Paul Brodsky: Gold Monetization, Revaluation of Gold 8x-10x Higher And The Big Reset
- You cannot solve a debt problem with more debts. The current €100B bailout of insolvent Spanish banks is a case in point. Another €100B of debt has been piled on top of existing debts. How does this help the situation? The problem becomes even bigger!
– - In the end, central banksters will return to gold. For eg: If a bank is insolvent to the tune of US$1B but has US$1B worth of physical gold at current prices. By simply raising the price of gold 10x, their US$1B worth of gold is worth US$10B and the bank is solvent! Revaluation of gold price is inflationary, it will cause other asset price to rise also. This in effect will put an end to asset price deflation. Gold is the ultimate debt extinguisher! Central banksters fear deflation more than inflation. Deflation kills bank, it collapses the banking system. This is an excellent piece by Paul Brodsky, excerpts:
–
Brodsky On “Gold Monetization And The Big Reset”!
by Tyler Durden , http://www.zerohedge.com/
Macroeconomic Problems
1) The global banking system is functionally insolvent and will fail without exogenous policy action*- There is one, interconnected global banking system linked by global financial markets and coordination among currency boards and central banks
- In the current banking system model, debts due tomorrow are serviced by newly-incurred debts today (which create deposits)
- Stagnant or declining nominal global asset prices since 2008 have stressed bank balance sheetsCentral bank easing and asset purchases to date have only tempered the rate of asset price declines
- Loan book marks remain at substantial premiums to:
- The present value of their cash flows in real terms
- Liquidation prices at current or higher interest rates
- Loan book marks remain at substantial premiums to:
- Current adversity among European banks directly impacts global commerce and finance
*Bank balance sheets can deleverage either via nominal write-downs of assets, (leading to outright failure/insolvency as tangible equity is extinguished), or through nominal increases in system reserves via base money inflation (provided by central banks as they expand their own balance sheets)
2) Governments and private parties are heavily-indebted and this indebtedness is growing exponentially
…..
Conclusion
Asset monetization (and in, particular, gold monetization) would solve many more problems than it would create. The negatives would merely recognize the balance sheet damage already done and beginning to be manifest (first, in the private sector and now, increasingly in the public sector).Mechanically, policy-administered asset monetization would be quite simple. Using the US as an example, the Fed would purchase Treasury’s gold at a large and specified premium to its current spot valuation. The higher the price, the more base money would be created and the more public debt would be extinguished. An eight-to-tenfold increase in the gold price via this mechanism would fully-reserve all existing US dollar-denominated bank deposits (a full deleveraging of the banking system). An appropriate multiple of today’s spot price could fully-extinguish the public debt if desired.

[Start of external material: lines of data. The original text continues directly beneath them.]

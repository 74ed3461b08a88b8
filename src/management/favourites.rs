use std::path::PathBuf;

use crate::{Error, Result, types::FavouriteSet};

/// Reads the favourites allow-list, a JSON object of playlist ID to label.
pub struct FavouritesManager {
    path: PathBuf,
}

impl FavouritesManager {
    pub fn new(path: impl Into<PathBuf>) -> Self {
        Self { path: path.into() }
    }

    /// `Ok(None)` when the file does not exist, meaning "no filter".
    pub async fn load(&self) -> Result<Option<FavouriteSet>> {
        let content = match async_fs::read_to_string(&self.path).await {
            Ok(content) => content,
            Err(e) if e.kind() == std::io::ErrorKind::NotFound => return Ok(None),
            Err(e) => return Err(Error::io(&self.path, e)),
        };

        let favourites: FavouriteSet =
            serde_json::from_str(&content).map_err(|e| Error::decode(&self.path, e))?;
        Ok(Some(favourites))
    }
}
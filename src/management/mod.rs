mod auth;
mod favourites;
mod snapshot;

pub use auth::TokenManager;
pub use favourites::FavouritesManager;
pub use snapshot::SnapshotKey;
pub use snapshot::SnapshotStore;
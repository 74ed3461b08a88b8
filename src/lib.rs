//! Spotify Missing Track Detector Library
//!
//! This library provides functionality for detecting tracks that disappeared
//! from a user's saved tracks ("Liked Songs") and playlists on Spotify. Every
//! run fetches the current state, compares it with the snapshot persisted by
//! the previous run, searches for possible replacements of missing tracks and
//! stores the new snapshot.
//!
//! # Modules
//!
//! - `api` - HTTP API endpoints for the local callback server
//! - `cli` - Command-line interface implementations
//! - `config` - Configuration management and environment variables
//! - `diff` - Snapshot comparison and replacement suggestions
//! - `error` - Error type shared by the whole crate
//! - `management` - Persisted snapshots, token and favourites
//! - `notify` - Console and desktop reporting of results
//! - `selector` - Playlist filtering rules
//! - `server` - Local HTTP server for OAuth callbacks
//! - `spotify` - Spotify Web API client implementation
//! - `types` - Data structures and type definitions
//! - `utils` - Utility functions and helpers

pub mod api;
pub mod cli;
pub mod config;
pub mod diff;
pub mod error;
pub mod management;
pub mod notify;
pub mod selector;
pub mod server;
pub mod spotify;
pub mod types;
pub mod utils;

pub use error::{Error, Result};

/// Prints an informational message with a blue bullet point.
///
/// Creates a formatted output line with a distinctive blue "o" indicator
/// followed by the provided message. Used for general information and
/// status updates throughout the application.
///
/// # Example
///
/// ```
/// info!("Fetching Saved Tracks...");
/// info!("Processing playlist {}", name);
/// ```
#[macro_export]
macro_rules! info {
  ($($arg:tt)*) => ({
    use colored::Colorize;
    println!("[{}] {}", "o".blue().bold(), std::format_args!($($arg)*));
  })
}

/// Prints a success message with a green checkmark.
///
/// # Example
///
/// ```
/// success!("Authentication successful!");
/// success!("Updated snapshot with {} tracks", count);
/// ```
#[macro_export]
macro_rules! success {
  ($($arg:tt)*) => ({
    use colored::Colorize;
    println!("[{}] {}", "✓".green().bold(), std::format_args!($($arg)*));
  })
}

/// Prints an error message with a red exclamation mark and exits the program.
///
/// Creates a formatted error output with a red "!" indicator and immediately
/// terminates the program with exit code 1. Used for unrecoverable errors
/// that require immediate program termination.
///
/// # Behavior
///
/// This macro will cause the program to exit immediately after printing
/// the error message. Library code returns [`Error`] instead; only the
/// command layer reaches for this macro.
#[macro_export]
macro_rules! error {
  ($($arg:tt)*) => ({
    use colored::Colorize;
    eprintln!("[{}] {}", "!".red().bold(), std::format_args!($($arg)*));
    std::process::exit(1);
  })
}

/// Prints a warning message with a yellow exclamation mark.
///
/// Used for recoverable issues, such as a failed replacement search or a
/// desktop notification that could not be shown.
#[macro_export]
macro_rules! warning {
  ($($arg:tt)*) => ({
    use colored::Colorize;
    println!("[{}] {}", "!".yellow().bold(), std::format_args!($($arg)*));
  })
}
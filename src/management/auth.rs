use std::path::PathBuf;

use chrono::Utc;

use crate::{
    Error, Result,
    spotify,
    types::{Credentials, Token},
};

/// Seconds before the real expiry at which a token counts as expired.
const EXPIRY_MARGIN_SECS: u64 = 240;

pub struct TokenManager {
    token: Token,
    path: PathBuf,
}

impl TokenManager {
    pub fn new(token: Token, path: impl Into<PathBuf>) -> Self {
        TokenManager {
            token,
            path: path.into(),
        }
    }

    /// Returns `Ok(None)` when no token was cached yet.
    pub async fn load(path: impl Into<PathBuf>) -> Result<Option<Self>> {
        let path = path.into();
        let content = match async_fs::read_to_string(&path).await {
            Ok(content) => content,
            Err(e) if e.kind() == std::io::ErrorKind::NotFound => return Ok(None),
            Err(e) => return Err(Error::io(path, e)),
        };
        let token: Token = serde_json::from_str(&content).map_err(|e| Error::decode(&path, e))?;
        Ok(Some(Self { token, path }))
    }

    pub async fn persist(&self) -> Result<()> {
        if let Some(parent) = self.path.parent() {
            async_fs::create_dir_all(parent)
                .await
                .map_err(|e| Error::io(parent, e))?;
        }

        let json =
            serde_json::to_string_pretty(&self.token).map_err(|e| Error::encode(&self.path, e))?;
        async_fs::write(&self.path, json)
            .await
            .map_err(|e| Error::io(&self.path, e))
    }

    /// Access token, refreshed and persisted first when it is about to expire.
    pub async fn get_valid_token(&mut self, credentials: &Credentials) -> Result<String> {
        if self.is_expired() {
            if self.token.refresh_token.is_empty() {
                return Err(Error::Auth(
                    "access token expired and no refresh token is cached".to_string(),
                ));
            }
            let fresh = spotify::auth::refresh_token(credentials, &self.token.refresh_token).await?;
            self.token = merge_refreshed(&self.token, fresh);
            self.persist().await?;
        }

        Ok(self.token.access_token.clone())
    }

    pub fn is_expired(&self) -> bool {
        let now = Utc::now().timestamp().max(0) as u64;
        now + EXPIRY_MARGIN_SECS >= self.token.obtained_at + self.token.expires_in
    }

    pub fn current_token(&self) -> &Token {
        &self.token
    }
}

// Spotify may omit the refresh token and scope on refresh.
fn merge_refreshed(old: &Token, mut fresh: Token) -> Token {
    if fresh.refresh_token.is_empty() {
        fresh.refresh_token = old.refresh_token.clone();
    }
    if fresh.scope.is_empty() {
        fresh.scope = old.scope.clone();
    }
    fresh
}
//! Offset based pagination over Spotify paging objects.
//!
//! A [`PageSource`] knows how to fetch one page at a given offset and owns the
//! page size. [`Paginator`] walks the pages lazily and can be restarted from
//! the first page; [`Paginator::collect_all`] is the aggregating consumer used
//! by the client.

use crate::{Result, types::Paging};

#[allow(async_fn_in_trait)]
pub trait PageSource {
    type Item;

    /// Number of items requested per page.
    fn page_size(&self) -> u64;

    async fn fetch_page(&self, offset: u64, limit: u64) -> Result<Paging<Self::Item>>;
}

pub struct Paginator<'a, S: PageSource> {
    source: &'a S,
    offset: u64,
    total: Option<u64>,
    done: bool,
}

impl<'a, S: PageSource> Paginator<'a, S> {
    pub fn new(source: &'a S) -> Self {
        Self {
            source,
            offset: 0,
            total: None,
            done: false,
        }
    }

    /// Starts over from the first page.
    pub fn restart(&mut self) {
        self.offset = 0;
        self.total = None;
        self.done = false;
    }

    /// Items handed out since the last (re)start.
    pub fn fetched(&self) -> u64 {
        self.offset
    }

    /// Total reported by the last page, if any page was fetched.
    pub fn total(&self) -> Option<u64> {
        self.total
    }

    /// Fetches the next page, `Ok(None)` once the collection is exhausted.
    pub async fn next_page(&mut self) -> Result<Option<Vec<S::Item>>> {
        if self.done {
            return Ok(None);
        }

        let page = self
            .source
            .fetch_page(self.offset, self.source.page_size())
            .await?;

        let count = page.items.len() as u64;
        self.offset += count;
        self.total = Some(page.total);

        let reached_total = page.total > 0 && self.offset >= page.total;
        if count == 0 || page.next.is_none() || reached_total {
            self.done = true;
        }

        if count == 0 {
            return Ok(None);
        }
        Ok(Some(page.items))
    }

    /// Aggregates every remaining page, reporting `(fetched, total)` after each.
    pub async fn collect_all(mut self, mut progress: impl FnMut(u64, u64)) -> Result<Vec<S::Item>> {
        let mut items = Vec::new();
        while let Some(page) = self.next_page().await? {
            items.extend(page);
            progress(self.offset, self.total.unwrap_or(self.offset));
        }
        Ok(items)
    }
}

In terms of the relative price spectrum, a speculative 50% increase in the US median home price would be most-welcomed to the US banking system (and certainly to mortgage holders). Clearly, such an operation would be a subsidy to leveraged asset holders and banks. Would this be another form of perpetuating moral hazard? Superficially, it would be easy to conclude so; however, we think this conclusion would be incomplete. Such a “subsidy” is already embedded and institutionalized in the system. The key distinction would be that the system will have been reset to promote fairness and efficiency going forward. Given today’s circumstances, that should be a universal, non-partisan goal.
Rolling unfunded debts and debating in the political sphere over the merits and risks of unfunded growth or policy-administered national austerity programs is a futile endeavor. The math suggests strongly neither can work. We are convinced policy-administered asset monetization would stop the global financial system from seizing, restore sorely needed economic balance, and reset commercial incentives so that real growth can once again gain traction.